With Malice from Some

It was a proud and colorful moment in British colonial history. Flocking into swampy Lagos to hear visiting Prime Minister Harold Macmillan address the first session of Nigeria's new Federal Parliament, turbaned chiefs from the Moslem north swept past legislators wearing the billowy white and indigo gowns of the western Yoruba country or the rainbow hues of the east. The Emir of Kano arrived at the entrance of the Parliament in a glittering Rolls-Royce, its horn blaring. In walked the popular Finance Minister, Chief Festus Samuel Okotie-Eboh, wearing a straw boater and a figured scarf that trailed 4 yds. behind him. A jovial group of eastern M.P.s drove up in a red Dodge convertible with a big stuffed toy tiger propped up on the back seat. Finally the Speaker, in his legislative robes and wig, strode majestically into the chamber, followed by the sergeant at arms bearing the golden mace of authority. "Extraordinary," said Macmillan with pleasure. "Nigeria has come to the threshold of independence without strife or bitterness between our two peoples."

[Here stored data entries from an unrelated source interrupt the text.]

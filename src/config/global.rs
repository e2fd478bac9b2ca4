//! Global configuration.
//!
//! Loaded from an explicit path, .pollmux.yml or ~/.config/pollmux/pollmux.yml

use std::fs;
use std::path::{Path, PathBuf};
use std::time::Duration;

use eyre::{Context, Result};
use serde::{Deserialize, Serialize};

use crate::error::PollmuxError;
use crate::poller::PollConfig;
use crate::registry::RegistryConfig;
use crate::session::PointerIdentifier;
use crate::session::identify::DEFAULT_POINTERS;
use crate::source::HttpSourceConfig;
use crate::source::http::{DEFAULT_BASE_URL, MAX_BATCH_LIMIT};

/// Global configuration for pollmux.
#[derive(Debug, Clone, Default, Deserialize, Serialize)]
#[serde(default)]
pub struct PollmuxConfig {
    /// Poll loop timing.
    pub poll: PollSection,

    /// Session lifetime and routing.
    pub sessions: SessionsSection,

    /// Remote API access.
    pub transport: TransportSection,
}

impl PollmuxConfig {
    /// Load configuration with fallback chain.
    ///
    /// Search order:
    /// 1. Explicit path if provided
    /// 2. .pollmux.yml in current directory
    /// 3. ~/.config/pollmux/pollmux.yml
    /// 4. Defaults
    pub fn load(config_path: Option<&PathBuf>) -> Result<Self> {
        // Explicit path takes precedence
        if let Some(path) = config_path {
            return Self::load_from_file(path)
                .context(format!("Failed to load config from {}", path.display()));
        }

        // Try project config
        let project_config = PathBuf::from(super::PROJECT_CONFIG_FILE);
        if project_config.exists() {
            match Self::load_from_file(&project_config) {
                Ok(config) => {
                    log::info!("Loaded config from {}", super::PROJECT_CONFIG_FILE);
                    return Ok(config);
                }
                Err(e) => {
                    log::warn!("Failed to load {}: {}", super::PROJECT_CONFIG_FILE, e);
                }
            }
        }

        // Try user config
        if let Some(user_config) = super::user_config_path() {
            if user_config.exists() {
                match Self::load_from_file(&user_config) {
                    Ok(config) => {
                        log::info!("Loaded config from {}", user_config.display());
                        return Ok(config);
                    }
                    Err(e) => {
                        log::warn!("Failed to load {}: {}", user_config.display(), e);
                    }
                }
            }
        }

        log::info!("No config file found, using defaults");
        Ok(Self::default())
    }

    pub fn load_from_file<P: AsRef<Path>>(path: P) -> Result<Self> {
        let content = fs::read_to_string(&path).context("Failed to read config file")?;
        let config: Self = serde_yaml::from_str(&content).context("Failed to parse config file")?;
        config.validate()?;
        Ok(config)
    }

    /// Validate the configuration.
    pub fn validate(&self) -> crate::Result<()> {
        let invalid = |msg: &str| -> crate::Result<()> {
            Err(PollmuxError::Config(msg.to_string()))
        };

        if self.poll.interval_ms == 0 {
            return invalid("poll.interval-ms must be > 0");
        }
        if self.poll.cooldown_ms < self.poll.interval_ms {
            return invalid("poll.cooldown-ms must be >= poll.interval-ms");
        }
        if self.poll.fetch_timeout_ms == 0 {
            return invalid("poll.fetch-timeout-ms must be > 0");
        }
        let wait_hint_ms = self.poll.wait_hint_secs.saturating_mul(1000);
        if wait_hint_ms >= self.poll.fetch_timeout_ms {
            return invalid("poll.wait-hint-secs must be shorter than poll.fetch-timeout-ms");
        }
        if wait_hint_ms >= self.transport.request_timeout_ms {
            return invalid("poll.wait-hint-secs must be shorter than transport.request-timeout-ms");
        }
        if self.poll.batch_limit == 0 || self.poll.batch_limit > MAX_BATCH_LIMIT {
            return invalid("poll.batch-limit must be between 1 and 100");
        }
        if self.sessions.idle_timeout_ms == Some(0) {
            return invalid("sessions.idle-timeout-ms must be > 0 (use null to disable)");
        }
        if self.sessions.identify_pointers.is_empty() {
            return invalid("sessions.identify-pointers must not be empty");
        }
        Ok(())
    }

    /// Poll loop settings
    pub fn poll_config(&self) -> PollConfig {
        PollConfig::new(Duration::from_millis(self.poll.interval_ms))
            .with_cooldown(Duration::from_millis(self.poll.cooldown_ms))
            .with_wait_hint(Duration::from_secs(self.poll.wait_hint_secs))
            .with_fetch_timeout(Duration::from_millis(self.poll.fetch_timeout_ms))
            .with_skip_backlog(self.poll.skip_backlog)
    }

    /// Registry settings, including the poll loop
    pub fn registry_config(&self) -> RegistryConfig {
        RegistryConfig::new(self.poll_config())
            .with_idle_timeout(self.sessions.idle_timeout_ms.map(Duration::from_millis))
    }

    /// Identifier built from the configured JSON pointers
    pub fn identifier(&self) -> PointerIdentifier {
        PointerIdentifier::new(self.sessions.identify_pointers.clone())
    }

    /// HTTP transport settings
    pub fn http_source_config(&self) -> HttpSourceConfig {
        HttpSourceConfig {
            base_url: self.transport.base_url.clone(),
            request_timeout: Duration::from_millis(self.transport.request_timeout_ms),
            batch_limit: self.poll.batch_limit,
        }
    }
}

/// Poll loop timing.
#[derive(Debug, Clone, Deserialize, Serialize)]
#[serde(default)]
pub struct PollSection {
    /// Delay between cycles in milliseconds.
    #[serde(rename = "interval-ms")]
    pub interval_ms: u64,

    /// Delay after a failed cycle in milliseconds.
    #[serde(rename = "cooldown-ms")]
    pub cooldown_ms: u64,

    /// Long-poll timeout passed to the remote API.
    #[serde(rename = "wait-hint-secs")]
    pub wait_hint_secs: u64,

    /// Upper bound on a single fetch in milliseconds.
    #[serde(rename = "fetch-timeout-ms")]
    pub fetch_timeout_ms: u64,

    /// Discard events pending at startup.
    #[serde(rename = "skip-backlog")]
    pub skip_backlog: bool,

    /// Maximum events requested per fetch.
    #[serde(rename = "batch-limit")]
    pub batch_limit: u32,
}

impl Default for PollSection {
    fn default() -> Self {
        Self {
            interval_ms: 1_500,
            cooldown_ms: 6_000,
            wait_hint_secs: 1,
            fetch_timeout_ms: 30_000,
            skip_backlog: true,
            batch_limit: MAX_BATCH_LIMIT,
        }
    }
}

/// Session lifetime and routing.
#[derive(Debug, Clone, Deserialize, Serialize)]
#[serde(default)]
pub struct SessionsSection {
    /// Idle eviction timeout in milliseconds; null disables eviction.
    #[serde(rename = "idle-timeout-ms")]
    pub idle_timeout_ms: Option<u64>,

    /// JSON pointers tried in order to find an event's identifier.
    #[serde(rename = "identify-pointers")]
    pub identify_pointers: Vec<String>,
}

impl Default for SessionsSection {
    fn default() -> Self {
        Self {
            idle_timeout_ms: Some(300_000), // 5 minutes
            identify_pointers: DEFAULT_POINTERS.iter().map(|p| p.to_string()).collect(),
        }
    }
}

/// Remote API access.
#[derive(Debug, Clone, Deserialize, Serialize)]
#[serde(default)]
pub struct TransportSection {
    /// API base URL.
    #[serde(rename = "base-url")]
    pub base_url: String,

    /// Environment variable holding the API token.
    #[serde(rename = "token-env")]
    pub token_env: String,

    /// Client-side HTTP timeout in milliseconds.
    #[serde(rename = "request-timeout-ms")]
    pub request_timeout_ms: u64,
}

impl Default for TransportSection {
    fn default() -> Self {
        Self {
            base_url: DEFAULT_BASE_URL.to_string(),
            token_env: "POLLMUX_TOKEN".to_string(),
            request_timeout_ms: 40_000,
        }
    }
}
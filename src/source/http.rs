//! HTTP long-poll event source
//!
//! Talks to a Bot-API style endpoint: `getUpdates` for batches and `getMe`
//! for the startup identity. Responses use the `{ "ok": bool, "result": ... }`
//! envelope.

use std::time::Duration;

use async_trait::async_trait;
use reqwest::Client;
use serde_json::Value;

use crate::domain::{Cursor, Event, Identity};
use crate::error::{PollmuxError, Result};
use crate::source::EventSource;

/// Default API base URL
pub const DEFAULT_BASE_URL: &str = "https://api.telegram.org";

/// Largest batch the remote API will return
pub const MAX_BATCH_LIMIT: u32 = 100;

/// Configuration for the HTTP source
#[derive(Debug, Clone)]
pub struct HttpSourceConfig {
    pub base_url: String,
    /// Client-side timeout per request. Must exceed the long-poll wait hint.
    pub request_timeout: Duration,
    /// Maximum events requested per fetch
    pub batch_limit: u32,
}

impl Default for HttpSourceConfig {
    fn default() -> Self {
        Self {
            base_url: DEFAULT_BASE_URL.to_string(),
            request_timeout: Duration::from_secs(40),
            batch_limit: MAX_BATCH_LIMIT,
        }
    }
}

/// Event source backed by the remote HTTP API
pub struct HttpEventSource {
    client: Client,
    token: String,
    config: HttpSourceConfig,
}

impl HttpEventSource {
    /// Create a source reading the token from the given environment variable
    pub fn from_env(token_env: &str, config: HttpSourceConfig) -> Result<Self> {
        let token = std::env::var(token_env)
            .map_err(|_| PollmuxError::Config(format!("{} not set", token_env)))?;
        Self::with_token(token, config)
    }

    /// Create a source with an explicit token
    pub fn with_token(token: String, config: HttpSourceConfig) -> Result<Self> {
        let client = Client::builder()
            .timeout(config.request_timeout)
            .build()
            .map_err(|e| PollmuxError::Transport(format!("Failed to create HTTP client: {}", e)))?;

        Ok(Self {
            client,
            token,
            config,
        })
    }

    fn method_url(&self, method: &str) -> String {
        format!(
            "{}/bot{}/{}",
            self.config.base_url.trim_end_matches('/'),
            self.token,
            method
        )
    }

    async fn call(&self, method: &str, query: &[(&str, String)]) -> Result<Value> {
        let response = self
            .client
            .get(self.method_url(method))
            .query(query)
            .send()
            .await
            .map_err(|e| PollmuxError::Transport(format!("{} request failed: {}", method, e)))?;

        let status = response.status();
        if !status.is_success() {
            let body = response
                .text()
                .await
                .unwrap_or_else(|_| "Unknown error".to_string());
            return Err(PollmuxError::Transport(format!(
                "{} returned {}: {}",
                method, status, body
            )));
        }

        let body: Value = response
            .json()
            .await
            .map_err(|e| PollmuxError::Protocol(format!("{} response is not JSON: {}", method, e)))?;

        unwrap_envelope(method, body)
    }
}

/// Strip the `{ ok, result }` envelope.
fn unwrap_envelope(method: &str, mut body: Value) -> Result<Value> {
    match body.get("ok").and_then(Value::as_bool) {
        Some(true) => Ok(body["result"].take()),
        Some(false) => {
            let description = body["description"].as_str().unwrap_or("no description");
            Err(PollmuxError::Protocol(format!("{} rejected: {}", method, description)))
        }
        None => Err(PollmuxError::Protocol(format!("{} response missing 'ok'", method))),
    }
}

/// Turn a `getUpdates` result into events sorted by `event_id`.
pub fn parse_updates(result: Value) -> Result<Vec<Event>> {
    let Value::Array(updates) = result else {
        return Err(PollmuxError::Protocol("updates result is not an array".to_string()));
    };

    let mut events = updates
        .into_iter()
        .map(|update| {
            let event_id = update
                .get("update_id")
                .and_then(Value::as_i64)
                .ok_or_else(|| PollmuxError::Protocol("update without integer update_id".to_string()))?;
            Ok(Event::new(event_id, update))
        })
        .collect::<Result<Vec<_>>>()?;

    events.sort_by_key(|e| e.event_id);
    Ok(events)
}

/// Turn a `getMe` result into an identity.
pub fn parse_identity(result: Value) -> Result<Identity> {
    let id = result
        .get("id")
        .and_then(Value::as_i64)
        .ok_or_else(|| PollmuxError::Protocol("identity without integer id".to_string()))?;
    let name = result
        .get("username")
        .or_else(|| result.get("first_name"))
        .and_then(Value::as_str)
        .unwrap_or_default();
    Ok(Identity::new(id, name))
}

#[async_trait]
impl EventSource for HttpEventSource {
    async fn fetch_events(&self, cursor: Cursor, wait_hint: Duration) -> Result<Vec<Event>> {
        let query = [
            ("offset", cursor.value().to_string()),
            ("timeout", wait_hint.as_secs().to_string()),
            ("limit", self.config.batch_limit.to_string()),
        ];
        let result = self.call("getUpdates", &query).await?;
        parse_updates(result)
    }

    async fn resolve_identity(&self) -> Result<Identity> {
        let result = self.call("getMe", &[]).await?;
        parse_identity(result)
    }
}

impl std::fmt::Debug for HttpEventSource {
    fn fmt(&self, f: &mut std::fmt::Formatter<'_>) -> std::fmt::Result {
        f.debug_struct("HttpEventSource")
            .field("base_url", &self.config.base_url)
            .field("batch_limit", &self.config.batch_limit)
            .finish()
    }
}
//! Shutdown signal
//!
//! An external cancellation signal delivered to the registry. It can be
//! triggered any number of times from any task, but only the first trigger
//! counts, so the shutdown sequence runs at most once. OS signals are just
//! one way of triggering it.

use std::sync::Arc;
use std::sync::atomic::{AtomicBool, Ordering};

use tokio::sync::watch;
use tokio::task::JoinHandle;

#[derive(Debug)]
struct Inner {
    triggered: AtomicBool,
    tx: watch::Sender<bool>,
}

/// Once-only cancellation signal, shared between clones.
#[derive(Debug, Clone)]
pub struct Shutdown {
    inner: Arc<Inner>,
}

impl Default for Shutdown {
    fn default() -> Self {
        Self::new()
    }
}

impl Shutdown {
    pub fn new() -> Self {
        let (tx, _) = watch::channel(false);
        Self {
            inner: Arc::new(Inner {
                triggered: AtomicBool::new(false),
                tx,
            }),
        }
    }

    /// Request shutdown. Returns true only for the first call.
    pub fn trigger(&self) -> bool {
        if self.inner.triggered.swap(true, Ordering::SeqCst) {
            return false;
        }
        self.inner.tx.send_replace(true);
        true
    }

    /// Whether shutdown has been requested
    pub fn is_triggered(&self) -> bool {
        self.inner.triggered.load(Ordering::SeqCst)
    }

    /// Resolve once shutdown has been requested
    pub async fn wait(&self) {
        let mut rx = self.inner.tx.subscribe();
        // The sender lives in `inner`, so the channel cannot close here.
        let _ = rx.wait_for(|triggered| *triggered).await;
    }

    /// Spawn a task that triggers shutdown on Ctrl-C, and on SIGTERM on unix.
    ///
    /// Repeated signals are logged and otherwise ignored.
    pub fn listen_for_os_signals(&self) -> JoinHandle<()> {
        let shutdown = self.clone();
        tokio::spawn(async move {
            let mut signals = OsSignals::new();
            loop {
                match signals.recv().await {
                    Ok(name) => {
                        if shutdown.trigger() {
                            log::info!("Received {}, shutting down", name);
                        } else {
                            log::warn!("Received {} again, shutdown already in progress", name);
                        }
                    }
                    Err(e) => {
                        log::error!("Failed to listen for OS signals: {}", e);
                        return;
                    }
                }
            }
        })
    }
}

struct OsSignals {
    #[cfg(unix)]
    terminate: Option<tokio::signal::unix::Signal>,
}

impl OsSignals {
    fn new() -> Self {
        Self {
            #[cfg(unix)]
            terminate: Self::terminate_signal(),
        }
    }

    #[cfg(unix)]
    fn terminate_signal() -> Option<tokio::signal::unix::Signal> {
        use tokio::signal::unix::{SignalKind, signal};
        match signal(SignalKind::terminate()) {
            Ok(s) => Some(s),
            Err(e) => {
                log::warn!("SIGTERM handler unavailable: {}", e);
                None
            }
        }
    }

    #[cfg(unix)]
    async fn recv(&mut self) -> std::io::Result<&'static str> {
        match self.terminate.as_mut() {
            Some(terminate) => tokio::select! {
                result = tokio::signal::ctrl_c() => result.map(|_| "SIGINT"),
                _ = terminate.recv() => Ok("SIGTERM"),
            },
            None => tokio::signal::ctrl_c().await.map(|_| "SIGINT"),
        }
    }

    #[cfg(not(unix))]
    async fn recv(&mut self) -> std::io::Result<&'static str> {
        tokio::signal::ctrl_c().await.map(|_| "Ctrl-C")
    }
}
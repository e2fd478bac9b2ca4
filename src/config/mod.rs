//! Configuration system for pollmux.
//!
//! A single YAML file with three sections:
//! 1. poll - cycle interval, cooldown, long-poll wait hint, backlog skip
//! 2. sessions - idle eviction and identifier extraction
//! 3. transport - remote API base URL and token

use std::path::PathBuf;

pub use self::global::{PollSection, PollmuxConfig, SessionsSection, TransportSection};

mod global;

/// Project-local config file name.
pub const PROJECT_CONFIG_FILE: &str = ".pollmux.yml";

/// Per-user config file (~/.config/pollmux/pollmux.yml).
pub fn user_config_path() -> Option<PathBuf> {
    dirs::config_dir().map(|dir| dir.join("pollmux").join("pollmux.yml"))
}

/// Load configuration from the standard search paths.
pub fn load_config(explicit_path: Option<&PathBuf>) -> eyre::Result<PollmuxConfig> {
    PollmuxConfig::load(explicit_path)
}

#[cfg(test)]
mod tests {
    use super::*;

    #[test]
    fn test_user_config_path_file_name() {
        if let Some(path) = user_config_path() {
            assert!(path.ends_with("pollmux/pollmux.yml"));
        }
    }
}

The transition to self-rule of Nigeria's black 35 millions, due next October, was as close to perfect as Britain could hope to achieve in Africa. But the achievement was not complicated, as it is in British East and Central Africa, by deeply entrenched white settler populations. There the rising pressures for independence were giving the British a harder time. Britain's first Prime Minister ever to tour Africa south of the Sahara would find two key trouble spots:

Kenya, whence last week African leaders flew off to London to renew their fight for control of the colony. Minimum demands of tough young Tom Mboya, the brains of the African delegation: internal self-government for Kenya's 6,000,000 Africans this year, a common voting roll with universal suffrage, and only a brief transitional tutelage period in which Britons would remain in charge of Kenya's justice, defense and foreign affairs.

At Mboya's elbow during the talks will be Thurgood Marshall, general counsel of the N.A.A.C.P., who flew to Kenya from the U.S. to advise on tactics. Kenya's white settler extremists firmly reject the idea of an African government and insist that Britain remain in control indefinitely. Last week Governor Sir Patrick Renison signed a red-ribboned document formally ending the seven-year Mau Mau state of emergency. In Nairobi's African locations, thousands of natives celebrated on a native beer called pombe, and burned the hated identification passbooks they have had to carry.

The Federation of Rhodesia and Nyasaland, an unhappy wedding of 7,000,000 blacks and 300,000 whites, created in 1953. Harold Macmillan visits there this week, not long before an official British commission headed by Lord Monckton arrives to study the Federation's dubious future. Nyasaland's 3,250,000 natives are determined to leave the Federation. Similarly, Northern Rhodesia's blacks fear domination by big, white-run, apartheid-minded Southern Rhodesia, most powerful member in the Federation. Last week Federation Prime Minister Sir Roy Welensky replied, "Poppycock!" when radio interviewers suggested that a "tide of African nationalism is rising." But African leaders said they would boycott Macmillan's speech in Salisbury, which is being given in two movie theaters (one with loudspeakers) that are normally barred to nonwhites. "We don't want to be used as a showpiece for Macmillan's visit and then be discriminated against once again the minute he leaves," said one.